- Directed by: David Trumble
- Screenplay by: David Trumble; Matt Brothers;
- Story by: Greg Lock
- Produced by: David Trumble
- Starring: Greg Lock; Graham Hornsby;
- Release date: 15 April 2010;
- Running time: 15 minutes
- Country: United Kingdom
- Language: English
- Budget: £3,000

= The Shift (2010 film) =

The Shift is a short film directed by David Trumble, starring Greg Lock and Graham Hornsby. The film, written by David Trumble, Matt Brothers, and Greg Lock, focuses on a paramedic and Emergency Medical Technician (EMT) working for the London Ambulance Service on a night shift.

==Plot==
The protagonist Damon Yorke, played by Greg Lock is a young but highly valued and experienced London based paramedic.
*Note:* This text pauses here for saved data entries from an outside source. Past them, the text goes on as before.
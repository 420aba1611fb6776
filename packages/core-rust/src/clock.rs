//! Wall-clock abstraction used to timestamp requests.
//!
//! Request ages are computed from millisecond timestamps read through a
//! [`ClockSource`], so tests can swap the real clock for a [`ManualClock`]
//! and assert on exact durations.

use std::sync::atomic::{AtomicU64, Ordering};
use std::time::{SystemTime, UNIX_EPOCH};

/// Abstraction over the system clock for dependency injection.
///
/// The default implementation ([`SystemClock`]) delegates to
/// `std::time::SystemTime`.
pub trait ClockSource: Send + Sync {
    /// Returns the current time as milliseconds since Unix epoch.
    fn now(&self) -> u64;
}

/// Default clock source that reads the real system time.
#[derive(Debug, Clone, Copy, Default)]
pub struct SystemClock;

impl ClockSource for SystemClock {
    fn now(&self) -> u64 {
        // A clock set before 1970 reads as zero rather than failing the request path.
        SystemTime::now()
            .duration_since(UNIX_EPOCH)
            .map_or(0, |elapsed| {
                u64::try_from(elapsed.as_millis()).unwrap_or(u64::MAX)
            })
    }
}

/// Clock that only moves when told to.
#[derive(Debug, Default)]
pub struct ManualClock {
    millis: AtomicU64,
}

impl ManualClock {
    /// Creates a clock reading `start_ms`.
    #[must_use]
    pub fn new(start_ms: u64) -> Self {
        Self {
            millis: AtomicU64::new(start_ms),
        }
    }

    /// Moves the clock forward by `delta_ms`.
    pub fn advance(&self, delta_ms: u64) {
        self.millis.fetch_add(delta_ms, Ordering::SeqCst);
    }

    /// Sets the clock to an absolute reading.
    pub fn set(&self, millis: u64) {
        self.millis.store(millis, Ordering::SeqCst);
    }
}

impl ClockSource for ManualClock {
    fn now(&self) -> u64 {
        self.millis.load(Ordering::SeqCst)
    }
}
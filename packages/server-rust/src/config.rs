//! Probe configuration types.

use std::time::Duration;

use crate::error::ProbeError;

/// Configuration for a [`Probe`](crate::Probe) handle.
#[derive(Debug, Clone)]
pub struct ProbeConfig {
    /// Deliver records on a background thread instead of the caller's thread.
    pub async_delivery: bool,
    /// Upper bound on how long the delivery thread sleeps between drains.
    pub park_interval: Duration,
    /// Name given to the delivery thread.
    pub thread_name: String,
    /// Retry behaviour for completion-hook registration.
    pub hook_retry: HookRetryPolicy,
}

impl Default for ProbeConfig {
    fn default() -> Self {
        Self {
            async_delivery: false,
            park_interval: Duration::from_secs(10),
            thread_name: "async-probe".to_string(),
            hook_retry: HookRetryPolicy::default(),
        }
    }
}

impl ProbeConfig {
    /// Checks the configuration for values the dispatcher cannot run with.
    ///
    /// # Errors
    ///
    /// Returns [`ProbeError::InvalidConfig`] for a zero park interval or an
    /// empty or NUL-containing thread name.
    pub fn validate(&self) -> Result<(), ProbeError> {
        if self.park_interval.is_zero() {
            return Err(ProbeError::InvalidConfig {
                reason: "park_interval must be non-zero".to_string(),
            });
        }
        if self.thread_name.is_empty() || self.thread_name.contains('\0') {
            return Err(ProbeError::InvalidConfig {
                reason: format!("thread_name {:?} is not a usable thread name", self.thread_name),
            });
        }
        Ok(())
    }
}

/// Controls how hard lifecycle attachment tries to register completion hooks.
///
/// With `enabled = false` a failed registration is logged once and dropped.
#[derive(Debug, Clone, Copy, PartialEq, Eq)]
pub struct HookRetryPolicy {
    pub enabled: bool,
    /// Retry once while holding the request context's monitor.
    pub synchronized_retry: bool,
    /// Retry once more on the request's executor.
    pub executor_retry: bool,
}

impl Default for HookRetryPolicy {
    fn default() -> Self {
        Self {
            enabled: true,
            synchronized_retry: true,
            executor_retry: true,
        }
    }
}

impl HookRetryPolicy {
    /// Single attempt, no retries.
    #[must_use]
    pub fn disabled() -> Self {
        Self {
            enabled: false,
            synchronized_retry: false,
            executor_retry: false,
        }
    }
}
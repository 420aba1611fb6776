//! Attaches a probe to a request's lifecycle.
//!
//! Attachment records the start timestamp, emits the start record and
//! registers two completion hooks: one for the end of the response body and
//! one for the end of the request/response cycle. Both hooks freeze the
//! request's age, so observers running later on a background thread still
//! see the duration as of completion.
//!
//! Hook registration is retried a bounded number of times (see
//! [`HookRetryPolicy`]); failures are logged and never reach the caller.

use std::sync::{Arc, Weak};
use std::thread;
use std::time::Duration;

use reqprobe_core::{
    Completion, CompletionHooks, EventRecord, Hook, HookError, Operation, RequestContext,
};
use tracing::{debug, warn};

use crate::config::HookRetryPolicy;
use crate::probe::Probe;

/// The two completion points a probe hooks into.
#[derive(Debug, Clone, Copy, PartialEq, Eq)]
pub enum HookStage {
    /// Response body fully written.
    BodyEnd,
    /// Request/response cycle finished, successfully or not.
    End,
}

impl HookStage {
    #[must_use]
    pub fn name(self) -> &'static str {
        match self {
            Self::BodyEnd => "body-end",
            Self::End => "end",
        }
    }

    fn register(self, hooks: &dyn CompletionHooks, hook: Hook) -> Result<(), HookError> {
        match self {
            Self::BodyEnd => hooks.add_body_end_hook(hook),
            Self::End => hooks.add_end_hook(hook),
        }
    }
}

/// Starts observing `ctx` as a request for `op` through `probe`.
///
/// The start timestamp is recorded before the start record is emitted.
/// Hooks hold the context weakly; a context dropped before completion emits
/// nothing further.
pub fn attach_to<O: Operation>(probe: &Probe<O>, ctx: &Arc<RequestContext>, op: O) {
    if !ctx.timing().mark_start(ctx.now_ms()) {
        debug!(op = %op.logging_name(), "request start already recorded; keeping the first");
    }
    probe.on_start_request(op, ctx);

    let body_end: Hook = {
        let probe = probe.clone();
        let weak = Arc::downgrade(ctx);
        Arc::new(move |completion: &Completion| {
            if let Some(ctx) = weak.upgrade() {
                freeze_age(&ctx);
                probe.on_after_send_response(op, &ctx, completion.status);
            }
        })
    };
    let end: Hook = {
        let probe = probe.clone();
        let weak = Arc::downgrade(ctx);
        Arc::new(move |completion: &Completion| {
            if let Some(ctx) = weak.upgrade() {
                freeze_age(&ctx);
                if let Some(error) = &completion.error {
                    probe.dispatch(EventRecord::Failure {
                        op,
                        ctx: Arc::clone(&ctx),
                        error: Arc::clone(error),
                    });
                }
                probe.on_response_completed(op, &ctx, completion.status);
            }
        })
    };

    let policy = probe.hook_retry();
    register_with_retry(ctx, HookStage::BodyEnd, body_end, policy);
    register_with_retry(ctx, HookStage::End, end, policy);
}

/// Age of the request: the frozen age once completed, otherwise the time
/// since start. Zero if the request was never attached.
#[must_use]
pub fn duration_of(ctx: &RequestContext) -> Duration {
    let timing = ctx.timing();
    timing
        .frozen_age()
        .unwrap_or_else(|| timing.elapsed_at(ctx.now_ms()))
}

/// Fixes the request's age at the current time unless already fixed.
pub fn freeze_age(ctx: &RequestContext) -> Duration {
    ctx.timing().freeze(ctx.now_ms())
}

fn register_with_retry(
    ctx: &Arc<RequestContext>,
    stage: HookStage,
    hook: Hook,
    policy: HookRetryPolicy,
) {
    let Err(err) = stage.register(ctx.hooks(), Arc::clone(&hook)) else {
        return;
    };
    if !policy.enabled || !err.is_transient() {
        warn!(stage = stage.name(), error = %err, "completion hook not registered");
        return;
    }

    if policy.synchronized_retry {
        thread::yield_now();
        match ctx.synchronized(|| stage.register(ctx.hooks(), Arc::clone(&hook))) {
            Ok(()) => {
                debug!(stage = stage.name(), "completion hook registered on synchronized retry");
                return;
            }
            Err(err) if !err.is_transient() => {
                warn!(stage = stage.name(), error = %err, "completion hook not registered");
                return;
            }
            Err(err) => {
                debug!(stage = stage.name(), error = %err, "synchronized retry failed");
            }
        }
    }

    if policy.executor_retry {
        let weak: Weak<RequestContext> = Arc::downgrade(ctx);
        ctx.hooks().execute(Box::new(move || {
            let Some(ctx) = weak.upgrade() else {
                return;
            };
            if let Err(err) = stage.register(ctx.hooks(), hook) {
                warn!(
                    stage = stage.name(),
                    error = %err,
                    "completion hook not registered after retries; giving up"
                );
            }
        }));
        return;
    }

    warn!(stage = stage.name(), "completion hook not registered after retries; giving up");
}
Damon is having some relationship problems with his girlfriend Clare and is being forced to attend couples counseling. Damon is advised to try phoning Clare just before she goes to bed, whilst he is on shift work, just to reassure her that he is okay and that he loves her. However, on the first night shift when he wants to try this new system he accidentally leaves his phone at home.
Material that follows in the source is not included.